Would you transcribe word for word every line from the one containing "async fn cors_allows_only_listed_origins()" to the end of the data, both ends included, and leave out the rest?

_Items from a dataset_
━━━━━━━━━━
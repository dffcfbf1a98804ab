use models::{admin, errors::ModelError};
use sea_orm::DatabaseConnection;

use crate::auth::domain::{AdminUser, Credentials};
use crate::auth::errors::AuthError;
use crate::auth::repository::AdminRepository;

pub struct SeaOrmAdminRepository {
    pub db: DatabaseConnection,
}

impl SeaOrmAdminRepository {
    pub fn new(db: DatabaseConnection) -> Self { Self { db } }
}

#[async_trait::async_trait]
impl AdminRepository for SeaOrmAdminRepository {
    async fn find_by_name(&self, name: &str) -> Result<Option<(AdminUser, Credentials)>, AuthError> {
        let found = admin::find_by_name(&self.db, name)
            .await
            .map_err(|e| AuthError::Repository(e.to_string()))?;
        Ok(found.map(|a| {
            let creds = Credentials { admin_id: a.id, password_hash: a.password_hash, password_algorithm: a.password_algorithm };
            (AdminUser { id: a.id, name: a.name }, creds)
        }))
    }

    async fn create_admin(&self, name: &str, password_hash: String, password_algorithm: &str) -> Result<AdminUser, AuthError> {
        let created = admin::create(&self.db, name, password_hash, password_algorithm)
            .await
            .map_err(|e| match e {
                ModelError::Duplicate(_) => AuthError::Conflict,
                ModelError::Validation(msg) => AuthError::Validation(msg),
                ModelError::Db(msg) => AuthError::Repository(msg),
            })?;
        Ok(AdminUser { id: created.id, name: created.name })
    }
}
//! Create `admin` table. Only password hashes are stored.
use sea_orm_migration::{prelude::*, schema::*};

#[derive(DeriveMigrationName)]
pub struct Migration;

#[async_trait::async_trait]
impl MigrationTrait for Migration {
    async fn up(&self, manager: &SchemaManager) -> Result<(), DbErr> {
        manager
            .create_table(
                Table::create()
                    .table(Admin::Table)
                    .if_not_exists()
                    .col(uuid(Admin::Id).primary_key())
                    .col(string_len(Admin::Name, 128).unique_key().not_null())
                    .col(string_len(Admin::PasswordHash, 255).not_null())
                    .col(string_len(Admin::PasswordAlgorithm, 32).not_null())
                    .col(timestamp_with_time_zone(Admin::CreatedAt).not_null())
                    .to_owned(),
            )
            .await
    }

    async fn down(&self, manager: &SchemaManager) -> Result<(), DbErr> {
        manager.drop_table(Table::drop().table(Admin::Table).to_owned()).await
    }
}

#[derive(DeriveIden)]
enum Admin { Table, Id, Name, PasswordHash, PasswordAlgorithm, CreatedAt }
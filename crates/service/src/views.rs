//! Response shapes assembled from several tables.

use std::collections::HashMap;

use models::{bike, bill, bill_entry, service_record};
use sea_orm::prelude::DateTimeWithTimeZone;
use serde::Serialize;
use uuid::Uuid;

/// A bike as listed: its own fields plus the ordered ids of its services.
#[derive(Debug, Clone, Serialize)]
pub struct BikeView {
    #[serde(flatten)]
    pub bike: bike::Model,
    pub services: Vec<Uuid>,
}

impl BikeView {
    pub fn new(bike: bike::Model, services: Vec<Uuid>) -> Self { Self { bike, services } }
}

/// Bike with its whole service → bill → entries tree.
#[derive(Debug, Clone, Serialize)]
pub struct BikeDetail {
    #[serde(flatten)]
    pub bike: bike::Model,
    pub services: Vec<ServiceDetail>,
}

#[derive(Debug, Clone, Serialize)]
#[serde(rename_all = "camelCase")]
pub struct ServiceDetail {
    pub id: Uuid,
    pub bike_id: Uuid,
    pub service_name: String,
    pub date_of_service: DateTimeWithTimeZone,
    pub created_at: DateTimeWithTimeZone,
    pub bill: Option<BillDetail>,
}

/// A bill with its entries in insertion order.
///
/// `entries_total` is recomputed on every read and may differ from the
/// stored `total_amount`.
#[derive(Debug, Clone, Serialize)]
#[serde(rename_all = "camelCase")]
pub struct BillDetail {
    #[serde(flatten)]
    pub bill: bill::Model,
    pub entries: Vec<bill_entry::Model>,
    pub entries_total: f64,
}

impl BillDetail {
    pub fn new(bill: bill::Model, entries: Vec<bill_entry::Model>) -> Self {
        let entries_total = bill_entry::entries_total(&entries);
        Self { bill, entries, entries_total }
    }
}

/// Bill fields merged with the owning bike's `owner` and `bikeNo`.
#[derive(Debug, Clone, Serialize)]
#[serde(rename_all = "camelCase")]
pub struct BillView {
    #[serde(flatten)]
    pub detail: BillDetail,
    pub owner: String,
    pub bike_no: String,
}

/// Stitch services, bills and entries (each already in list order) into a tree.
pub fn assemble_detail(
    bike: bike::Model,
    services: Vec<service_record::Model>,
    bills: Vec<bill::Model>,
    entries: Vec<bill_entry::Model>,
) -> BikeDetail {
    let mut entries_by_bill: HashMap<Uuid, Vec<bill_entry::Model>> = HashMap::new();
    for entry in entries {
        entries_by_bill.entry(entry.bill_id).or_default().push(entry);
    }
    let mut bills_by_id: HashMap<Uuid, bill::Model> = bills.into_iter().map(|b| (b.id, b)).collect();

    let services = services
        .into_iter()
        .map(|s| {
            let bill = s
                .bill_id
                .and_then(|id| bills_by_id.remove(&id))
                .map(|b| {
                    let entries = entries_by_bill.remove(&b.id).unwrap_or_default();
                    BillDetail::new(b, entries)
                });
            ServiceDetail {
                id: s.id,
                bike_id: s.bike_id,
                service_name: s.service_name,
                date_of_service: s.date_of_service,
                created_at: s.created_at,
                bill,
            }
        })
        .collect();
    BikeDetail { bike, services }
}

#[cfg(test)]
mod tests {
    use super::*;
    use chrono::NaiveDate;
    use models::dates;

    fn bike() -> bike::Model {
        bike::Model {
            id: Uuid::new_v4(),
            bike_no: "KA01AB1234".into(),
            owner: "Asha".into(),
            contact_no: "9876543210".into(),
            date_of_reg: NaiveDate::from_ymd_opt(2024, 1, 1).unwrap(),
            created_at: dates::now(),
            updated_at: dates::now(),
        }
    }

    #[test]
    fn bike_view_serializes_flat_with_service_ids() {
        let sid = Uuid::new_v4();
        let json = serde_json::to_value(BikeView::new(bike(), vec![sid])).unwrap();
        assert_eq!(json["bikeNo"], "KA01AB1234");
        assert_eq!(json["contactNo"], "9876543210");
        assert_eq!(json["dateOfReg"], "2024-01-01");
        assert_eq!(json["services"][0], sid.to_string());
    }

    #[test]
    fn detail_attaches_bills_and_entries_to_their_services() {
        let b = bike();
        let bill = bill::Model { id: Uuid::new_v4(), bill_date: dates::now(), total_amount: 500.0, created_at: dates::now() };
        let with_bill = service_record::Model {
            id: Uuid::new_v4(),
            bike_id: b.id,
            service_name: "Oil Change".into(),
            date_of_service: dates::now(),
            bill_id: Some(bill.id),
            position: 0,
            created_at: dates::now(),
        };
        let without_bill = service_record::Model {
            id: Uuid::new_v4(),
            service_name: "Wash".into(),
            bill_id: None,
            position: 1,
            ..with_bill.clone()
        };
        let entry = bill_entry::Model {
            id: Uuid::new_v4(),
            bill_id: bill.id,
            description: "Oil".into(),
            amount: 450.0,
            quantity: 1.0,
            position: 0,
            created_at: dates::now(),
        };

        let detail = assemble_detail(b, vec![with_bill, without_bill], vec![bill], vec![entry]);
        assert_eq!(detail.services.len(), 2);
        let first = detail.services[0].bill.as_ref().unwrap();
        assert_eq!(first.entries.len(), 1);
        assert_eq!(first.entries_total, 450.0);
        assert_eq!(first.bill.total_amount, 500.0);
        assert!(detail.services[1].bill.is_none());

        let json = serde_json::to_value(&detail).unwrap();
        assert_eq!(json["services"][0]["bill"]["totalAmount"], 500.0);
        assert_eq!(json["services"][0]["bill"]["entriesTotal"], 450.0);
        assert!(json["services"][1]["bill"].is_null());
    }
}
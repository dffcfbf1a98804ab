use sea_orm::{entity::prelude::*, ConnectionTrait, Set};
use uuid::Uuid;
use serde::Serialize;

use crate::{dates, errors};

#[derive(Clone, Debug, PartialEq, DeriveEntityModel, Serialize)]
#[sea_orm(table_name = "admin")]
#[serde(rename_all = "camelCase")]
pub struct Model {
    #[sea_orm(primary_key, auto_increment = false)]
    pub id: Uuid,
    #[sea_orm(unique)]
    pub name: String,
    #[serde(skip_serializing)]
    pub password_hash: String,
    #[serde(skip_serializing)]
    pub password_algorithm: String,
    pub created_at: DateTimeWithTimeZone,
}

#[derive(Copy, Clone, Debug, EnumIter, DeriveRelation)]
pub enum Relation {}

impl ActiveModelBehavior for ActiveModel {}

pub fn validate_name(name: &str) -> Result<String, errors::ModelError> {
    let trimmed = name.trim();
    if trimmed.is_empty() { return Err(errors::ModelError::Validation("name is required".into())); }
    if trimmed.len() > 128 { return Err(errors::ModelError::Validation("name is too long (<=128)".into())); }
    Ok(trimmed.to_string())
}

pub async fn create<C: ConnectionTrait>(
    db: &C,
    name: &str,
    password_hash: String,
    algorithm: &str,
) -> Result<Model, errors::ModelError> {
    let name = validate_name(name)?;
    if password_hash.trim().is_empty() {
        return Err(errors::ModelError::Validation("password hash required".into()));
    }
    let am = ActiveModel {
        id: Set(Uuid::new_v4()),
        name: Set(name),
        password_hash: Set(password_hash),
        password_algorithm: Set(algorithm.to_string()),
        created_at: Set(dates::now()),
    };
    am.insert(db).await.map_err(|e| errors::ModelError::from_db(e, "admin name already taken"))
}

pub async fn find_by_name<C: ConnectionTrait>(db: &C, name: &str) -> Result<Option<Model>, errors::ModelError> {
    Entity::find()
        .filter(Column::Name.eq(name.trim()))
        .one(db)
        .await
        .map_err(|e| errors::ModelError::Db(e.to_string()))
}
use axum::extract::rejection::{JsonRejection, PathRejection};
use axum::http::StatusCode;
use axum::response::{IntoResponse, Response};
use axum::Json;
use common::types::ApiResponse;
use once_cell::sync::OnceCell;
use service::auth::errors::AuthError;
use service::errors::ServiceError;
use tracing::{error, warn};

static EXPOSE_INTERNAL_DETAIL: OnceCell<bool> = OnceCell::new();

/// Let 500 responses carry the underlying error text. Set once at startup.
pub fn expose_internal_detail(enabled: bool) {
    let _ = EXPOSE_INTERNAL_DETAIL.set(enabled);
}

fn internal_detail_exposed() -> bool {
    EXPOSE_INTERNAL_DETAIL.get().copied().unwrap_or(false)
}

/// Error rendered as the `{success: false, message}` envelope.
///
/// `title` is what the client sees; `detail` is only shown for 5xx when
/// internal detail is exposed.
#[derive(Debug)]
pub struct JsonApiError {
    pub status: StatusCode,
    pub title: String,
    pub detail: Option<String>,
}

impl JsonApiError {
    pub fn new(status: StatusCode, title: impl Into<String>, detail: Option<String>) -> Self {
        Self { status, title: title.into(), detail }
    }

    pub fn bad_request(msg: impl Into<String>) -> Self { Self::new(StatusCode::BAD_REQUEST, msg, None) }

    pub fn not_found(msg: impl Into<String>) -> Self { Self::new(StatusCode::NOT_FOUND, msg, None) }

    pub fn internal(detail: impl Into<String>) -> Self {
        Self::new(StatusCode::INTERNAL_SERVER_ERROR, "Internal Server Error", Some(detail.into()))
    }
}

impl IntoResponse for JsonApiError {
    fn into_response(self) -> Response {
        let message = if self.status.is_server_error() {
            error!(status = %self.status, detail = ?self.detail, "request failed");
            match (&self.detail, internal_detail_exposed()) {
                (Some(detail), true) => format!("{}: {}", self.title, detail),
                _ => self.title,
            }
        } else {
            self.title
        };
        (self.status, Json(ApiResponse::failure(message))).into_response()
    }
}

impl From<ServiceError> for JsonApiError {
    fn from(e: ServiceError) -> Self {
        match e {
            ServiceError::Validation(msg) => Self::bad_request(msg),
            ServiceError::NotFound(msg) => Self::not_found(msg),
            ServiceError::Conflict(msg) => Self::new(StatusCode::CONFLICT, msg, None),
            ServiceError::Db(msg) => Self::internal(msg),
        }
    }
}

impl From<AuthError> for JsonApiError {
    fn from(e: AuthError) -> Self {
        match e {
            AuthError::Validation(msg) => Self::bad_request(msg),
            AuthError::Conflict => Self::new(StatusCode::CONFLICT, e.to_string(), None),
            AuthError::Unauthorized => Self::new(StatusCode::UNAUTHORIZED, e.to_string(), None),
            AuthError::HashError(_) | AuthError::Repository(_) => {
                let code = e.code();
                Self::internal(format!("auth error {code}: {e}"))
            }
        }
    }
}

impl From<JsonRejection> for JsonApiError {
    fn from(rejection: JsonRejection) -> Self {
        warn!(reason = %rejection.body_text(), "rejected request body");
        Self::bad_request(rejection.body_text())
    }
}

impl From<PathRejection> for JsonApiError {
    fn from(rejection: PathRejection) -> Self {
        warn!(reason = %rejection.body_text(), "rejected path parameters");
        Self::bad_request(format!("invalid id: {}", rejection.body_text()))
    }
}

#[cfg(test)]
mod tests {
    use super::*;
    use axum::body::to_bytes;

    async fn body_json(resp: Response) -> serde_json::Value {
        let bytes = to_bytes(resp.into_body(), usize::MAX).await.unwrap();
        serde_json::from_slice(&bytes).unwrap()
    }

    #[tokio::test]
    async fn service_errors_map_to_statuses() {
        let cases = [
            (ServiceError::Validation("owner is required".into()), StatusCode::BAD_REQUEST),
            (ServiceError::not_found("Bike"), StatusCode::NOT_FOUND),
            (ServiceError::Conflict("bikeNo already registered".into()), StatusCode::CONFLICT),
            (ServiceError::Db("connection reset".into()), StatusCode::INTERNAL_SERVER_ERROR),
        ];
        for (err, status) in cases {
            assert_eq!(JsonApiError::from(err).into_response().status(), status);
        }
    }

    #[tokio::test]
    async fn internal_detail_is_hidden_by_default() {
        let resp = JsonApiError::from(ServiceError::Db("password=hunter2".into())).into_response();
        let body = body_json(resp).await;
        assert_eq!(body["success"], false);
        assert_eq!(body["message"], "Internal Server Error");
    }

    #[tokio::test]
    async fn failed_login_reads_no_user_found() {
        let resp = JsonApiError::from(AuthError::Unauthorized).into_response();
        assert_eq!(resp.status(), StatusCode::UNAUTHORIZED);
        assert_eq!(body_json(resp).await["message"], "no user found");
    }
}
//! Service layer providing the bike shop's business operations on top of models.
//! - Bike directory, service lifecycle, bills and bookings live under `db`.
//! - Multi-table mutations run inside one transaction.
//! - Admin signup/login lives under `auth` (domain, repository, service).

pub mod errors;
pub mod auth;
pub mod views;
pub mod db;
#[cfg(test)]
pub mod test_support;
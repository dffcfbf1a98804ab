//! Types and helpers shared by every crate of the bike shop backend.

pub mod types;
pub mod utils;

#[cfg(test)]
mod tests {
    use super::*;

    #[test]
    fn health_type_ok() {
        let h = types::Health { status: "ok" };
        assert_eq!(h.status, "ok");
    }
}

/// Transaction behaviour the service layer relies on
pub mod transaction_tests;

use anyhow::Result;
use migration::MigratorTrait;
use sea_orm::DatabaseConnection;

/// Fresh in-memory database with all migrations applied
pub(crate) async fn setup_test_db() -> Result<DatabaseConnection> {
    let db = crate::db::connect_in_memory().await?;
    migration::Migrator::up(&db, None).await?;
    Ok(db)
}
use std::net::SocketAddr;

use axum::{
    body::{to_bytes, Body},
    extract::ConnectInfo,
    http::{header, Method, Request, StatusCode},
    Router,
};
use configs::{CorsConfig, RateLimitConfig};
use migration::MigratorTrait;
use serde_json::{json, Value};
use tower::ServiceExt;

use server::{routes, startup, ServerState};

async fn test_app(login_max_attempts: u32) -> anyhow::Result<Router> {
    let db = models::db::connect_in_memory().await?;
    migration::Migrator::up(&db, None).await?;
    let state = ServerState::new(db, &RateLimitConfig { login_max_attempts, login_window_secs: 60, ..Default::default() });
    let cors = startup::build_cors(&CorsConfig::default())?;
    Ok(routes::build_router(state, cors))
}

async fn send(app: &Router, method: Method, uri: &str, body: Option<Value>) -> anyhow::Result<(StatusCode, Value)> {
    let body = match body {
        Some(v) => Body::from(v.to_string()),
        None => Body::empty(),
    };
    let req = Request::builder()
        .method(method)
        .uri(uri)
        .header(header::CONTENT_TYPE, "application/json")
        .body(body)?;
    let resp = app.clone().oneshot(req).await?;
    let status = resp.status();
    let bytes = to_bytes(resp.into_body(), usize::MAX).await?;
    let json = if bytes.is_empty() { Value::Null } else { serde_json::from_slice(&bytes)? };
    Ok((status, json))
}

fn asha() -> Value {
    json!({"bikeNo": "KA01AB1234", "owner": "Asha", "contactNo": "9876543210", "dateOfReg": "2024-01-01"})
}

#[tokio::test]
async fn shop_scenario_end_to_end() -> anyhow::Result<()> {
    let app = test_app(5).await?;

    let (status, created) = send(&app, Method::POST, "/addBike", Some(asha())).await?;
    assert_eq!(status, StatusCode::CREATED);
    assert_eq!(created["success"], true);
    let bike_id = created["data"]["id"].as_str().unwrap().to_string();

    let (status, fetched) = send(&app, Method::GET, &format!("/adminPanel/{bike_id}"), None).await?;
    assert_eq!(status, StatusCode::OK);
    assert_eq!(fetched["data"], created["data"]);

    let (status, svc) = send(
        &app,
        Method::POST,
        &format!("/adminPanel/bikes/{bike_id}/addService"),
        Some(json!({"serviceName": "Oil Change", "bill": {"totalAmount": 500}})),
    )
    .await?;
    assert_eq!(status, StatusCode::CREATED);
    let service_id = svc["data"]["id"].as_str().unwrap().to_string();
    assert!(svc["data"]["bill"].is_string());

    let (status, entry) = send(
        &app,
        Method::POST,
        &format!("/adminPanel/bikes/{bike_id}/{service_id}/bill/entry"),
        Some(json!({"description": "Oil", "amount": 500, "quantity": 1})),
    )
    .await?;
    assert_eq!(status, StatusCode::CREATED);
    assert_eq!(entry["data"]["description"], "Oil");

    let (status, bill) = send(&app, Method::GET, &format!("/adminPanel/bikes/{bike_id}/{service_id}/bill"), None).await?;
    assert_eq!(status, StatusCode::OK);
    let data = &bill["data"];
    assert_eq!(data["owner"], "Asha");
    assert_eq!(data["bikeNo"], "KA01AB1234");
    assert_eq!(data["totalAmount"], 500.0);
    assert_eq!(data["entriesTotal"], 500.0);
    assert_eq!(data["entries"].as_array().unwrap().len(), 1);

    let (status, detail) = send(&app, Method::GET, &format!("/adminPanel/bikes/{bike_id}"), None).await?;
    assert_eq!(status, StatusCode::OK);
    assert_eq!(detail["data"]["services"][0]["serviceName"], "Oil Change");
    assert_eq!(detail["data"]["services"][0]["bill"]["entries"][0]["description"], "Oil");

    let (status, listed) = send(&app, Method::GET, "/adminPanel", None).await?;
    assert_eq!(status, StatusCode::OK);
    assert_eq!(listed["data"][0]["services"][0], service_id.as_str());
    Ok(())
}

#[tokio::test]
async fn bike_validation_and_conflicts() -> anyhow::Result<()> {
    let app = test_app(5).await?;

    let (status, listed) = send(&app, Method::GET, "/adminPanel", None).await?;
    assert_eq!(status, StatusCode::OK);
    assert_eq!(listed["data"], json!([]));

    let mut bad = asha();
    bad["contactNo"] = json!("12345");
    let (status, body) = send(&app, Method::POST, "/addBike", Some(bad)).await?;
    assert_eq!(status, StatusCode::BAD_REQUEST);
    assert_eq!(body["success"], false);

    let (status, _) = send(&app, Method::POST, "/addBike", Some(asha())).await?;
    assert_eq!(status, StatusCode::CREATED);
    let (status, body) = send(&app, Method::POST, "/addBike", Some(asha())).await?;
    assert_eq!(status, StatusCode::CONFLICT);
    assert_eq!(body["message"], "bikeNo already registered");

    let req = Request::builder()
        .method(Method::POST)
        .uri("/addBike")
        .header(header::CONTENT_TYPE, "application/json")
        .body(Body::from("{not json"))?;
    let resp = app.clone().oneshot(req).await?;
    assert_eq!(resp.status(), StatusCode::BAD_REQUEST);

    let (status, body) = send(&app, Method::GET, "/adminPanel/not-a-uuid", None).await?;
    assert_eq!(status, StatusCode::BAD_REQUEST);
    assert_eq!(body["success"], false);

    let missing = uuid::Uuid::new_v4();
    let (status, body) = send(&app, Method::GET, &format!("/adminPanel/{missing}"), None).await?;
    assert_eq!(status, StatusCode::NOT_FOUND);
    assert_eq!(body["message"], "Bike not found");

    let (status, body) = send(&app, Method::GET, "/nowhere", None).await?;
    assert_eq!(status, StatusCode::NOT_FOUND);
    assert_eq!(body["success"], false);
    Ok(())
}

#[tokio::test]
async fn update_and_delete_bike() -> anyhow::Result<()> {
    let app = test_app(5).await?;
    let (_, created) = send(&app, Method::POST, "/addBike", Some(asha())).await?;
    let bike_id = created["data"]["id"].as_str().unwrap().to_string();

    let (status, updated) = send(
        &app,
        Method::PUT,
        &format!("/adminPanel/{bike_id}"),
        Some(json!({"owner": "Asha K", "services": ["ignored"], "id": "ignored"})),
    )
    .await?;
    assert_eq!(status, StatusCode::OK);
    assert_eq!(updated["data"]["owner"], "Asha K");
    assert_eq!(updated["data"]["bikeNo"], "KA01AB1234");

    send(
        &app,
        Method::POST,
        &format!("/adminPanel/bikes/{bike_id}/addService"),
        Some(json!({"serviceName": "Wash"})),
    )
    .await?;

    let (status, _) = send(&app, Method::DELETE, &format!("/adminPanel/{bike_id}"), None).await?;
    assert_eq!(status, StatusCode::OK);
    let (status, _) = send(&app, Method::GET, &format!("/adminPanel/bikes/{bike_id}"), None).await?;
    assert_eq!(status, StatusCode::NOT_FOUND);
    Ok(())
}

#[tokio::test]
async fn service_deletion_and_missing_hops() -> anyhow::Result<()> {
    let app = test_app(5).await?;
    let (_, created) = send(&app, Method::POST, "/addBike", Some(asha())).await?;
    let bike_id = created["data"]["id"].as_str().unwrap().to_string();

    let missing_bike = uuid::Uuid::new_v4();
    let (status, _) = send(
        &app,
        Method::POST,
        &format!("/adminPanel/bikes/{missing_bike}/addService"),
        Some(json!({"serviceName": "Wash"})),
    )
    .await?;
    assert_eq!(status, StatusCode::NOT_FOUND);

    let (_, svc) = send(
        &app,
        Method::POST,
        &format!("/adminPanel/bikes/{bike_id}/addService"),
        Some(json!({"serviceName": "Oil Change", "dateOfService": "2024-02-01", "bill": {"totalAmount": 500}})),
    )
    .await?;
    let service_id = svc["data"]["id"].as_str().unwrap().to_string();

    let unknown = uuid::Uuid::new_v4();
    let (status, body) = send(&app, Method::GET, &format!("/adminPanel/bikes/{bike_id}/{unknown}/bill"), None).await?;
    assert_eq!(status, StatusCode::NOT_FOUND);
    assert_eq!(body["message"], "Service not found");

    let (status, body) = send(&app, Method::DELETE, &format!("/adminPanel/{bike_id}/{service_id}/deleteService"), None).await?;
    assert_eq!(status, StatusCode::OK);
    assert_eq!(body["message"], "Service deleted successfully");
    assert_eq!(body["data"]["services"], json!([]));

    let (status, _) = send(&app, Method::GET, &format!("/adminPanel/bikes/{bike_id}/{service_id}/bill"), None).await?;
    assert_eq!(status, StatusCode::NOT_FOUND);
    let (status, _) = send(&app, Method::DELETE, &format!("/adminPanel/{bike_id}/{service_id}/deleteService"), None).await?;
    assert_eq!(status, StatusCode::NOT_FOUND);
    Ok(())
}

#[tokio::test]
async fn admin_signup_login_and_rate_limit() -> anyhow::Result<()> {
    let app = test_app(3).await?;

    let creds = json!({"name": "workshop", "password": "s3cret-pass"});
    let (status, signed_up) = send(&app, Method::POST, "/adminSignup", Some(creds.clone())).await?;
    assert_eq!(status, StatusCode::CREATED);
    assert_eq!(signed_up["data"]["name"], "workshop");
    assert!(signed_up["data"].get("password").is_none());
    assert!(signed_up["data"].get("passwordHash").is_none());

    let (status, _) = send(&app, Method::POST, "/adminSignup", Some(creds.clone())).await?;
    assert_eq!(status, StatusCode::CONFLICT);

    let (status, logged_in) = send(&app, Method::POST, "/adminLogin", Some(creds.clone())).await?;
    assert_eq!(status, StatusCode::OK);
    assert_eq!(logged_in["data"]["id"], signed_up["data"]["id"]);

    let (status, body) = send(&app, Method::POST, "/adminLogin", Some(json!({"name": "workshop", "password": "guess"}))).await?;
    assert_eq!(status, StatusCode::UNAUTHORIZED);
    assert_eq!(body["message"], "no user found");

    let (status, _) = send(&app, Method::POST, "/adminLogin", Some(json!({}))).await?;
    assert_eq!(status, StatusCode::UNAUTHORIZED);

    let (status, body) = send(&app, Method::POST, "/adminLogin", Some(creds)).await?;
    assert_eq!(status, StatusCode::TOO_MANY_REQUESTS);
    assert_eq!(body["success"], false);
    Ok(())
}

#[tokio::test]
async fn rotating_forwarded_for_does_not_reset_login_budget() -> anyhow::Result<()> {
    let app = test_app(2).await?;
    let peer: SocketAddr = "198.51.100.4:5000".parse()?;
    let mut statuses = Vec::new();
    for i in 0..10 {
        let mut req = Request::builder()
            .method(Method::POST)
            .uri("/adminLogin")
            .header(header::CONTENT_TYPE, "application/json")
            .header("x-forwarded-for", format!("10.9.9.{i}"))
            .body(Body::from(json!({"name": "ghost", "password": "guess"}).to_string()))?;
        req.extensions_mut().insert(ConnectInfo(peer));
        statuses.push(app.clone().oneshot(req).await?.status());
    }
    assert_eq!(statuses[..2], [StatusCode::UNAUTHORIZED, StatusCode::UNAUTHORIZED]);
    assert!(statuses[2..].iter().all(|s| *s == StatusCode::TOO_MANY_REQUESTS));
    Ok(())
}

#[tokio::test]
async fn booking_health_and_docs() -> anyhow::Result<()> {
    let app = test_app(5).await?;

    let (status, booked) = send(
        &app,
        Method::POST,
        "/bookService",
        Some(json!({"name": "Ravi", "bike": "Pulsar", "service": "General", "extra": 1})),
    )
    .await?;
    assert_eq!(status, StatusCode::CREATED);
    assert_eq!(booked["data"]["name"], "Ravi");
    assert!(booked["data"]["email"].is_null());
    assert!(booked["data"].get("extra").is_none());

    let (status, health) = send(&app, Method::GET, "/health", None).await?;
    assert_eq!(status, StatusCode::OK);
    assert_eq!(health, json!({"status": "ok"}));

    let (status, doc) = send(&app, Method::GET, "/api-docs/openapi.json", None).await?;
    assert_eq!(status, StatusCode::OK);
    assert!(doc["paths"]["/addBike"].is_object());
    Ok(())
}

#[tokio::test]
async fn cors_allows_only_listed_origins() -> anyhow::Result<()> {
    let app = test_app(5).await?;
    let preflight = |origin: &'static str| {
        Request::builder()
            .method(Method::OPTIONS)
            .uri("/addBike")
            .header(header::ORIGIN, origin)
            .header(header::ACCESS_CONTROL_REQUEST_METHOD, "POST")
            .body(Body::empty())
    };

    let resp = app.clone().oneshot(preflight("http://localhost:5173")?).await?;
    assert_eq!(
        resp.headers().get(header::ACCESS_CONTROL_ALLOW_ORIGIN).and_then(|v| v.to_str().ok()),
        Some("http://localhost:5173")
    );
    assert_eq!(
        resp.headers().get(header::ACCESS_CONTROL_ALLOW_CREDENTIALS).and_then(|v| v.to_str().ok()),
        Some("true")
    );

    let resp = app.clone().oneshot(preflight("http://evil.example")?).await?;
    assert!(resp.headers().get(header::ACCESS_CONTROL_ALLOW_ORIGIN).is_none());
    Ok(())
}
━━━━━━━━━━
_SOLUTION TO THIS TASK_
async fn cors_allows_only_listed_origins() -> anyhow::Result<()> {
    let app = test_app(5).await?;
    let preflight = |origin: &'static str| {
        Request::builder()
            .method(Method::OPTIONS)
            .uri("/addBike")
            .header(header::ORIGIN, origin)
            .header(header::ACCESS_CONTROL_REQUEST_METHOD, "POST")
            .body(Body::empty())
    };

    let resp = app.clone().oneshot(preflight("http://localhost:5173")?).await?;
    assert_eq!(
        resp.headers().get(header::ACCESS_CONTROL_ALLOW_ORIGIN).and_then(|v| v.to_str().ok()),
        Some("http://localhost:5173")
    );
    assert_eq!(
        resp.headers().get(header::ACCESS_CONTROL_ALLOW_CREDENTIALS).and_then(|v| v.to_str().ok()),
        Some("true")
    );

    let resp = app.clone().oneshot(preflight("http://evil.example")?).await?;
    assert!(resp.headers().get(header::ACCESS_CONTROL_ALLOW_ORIGIN).is_none());
    Ok(())
}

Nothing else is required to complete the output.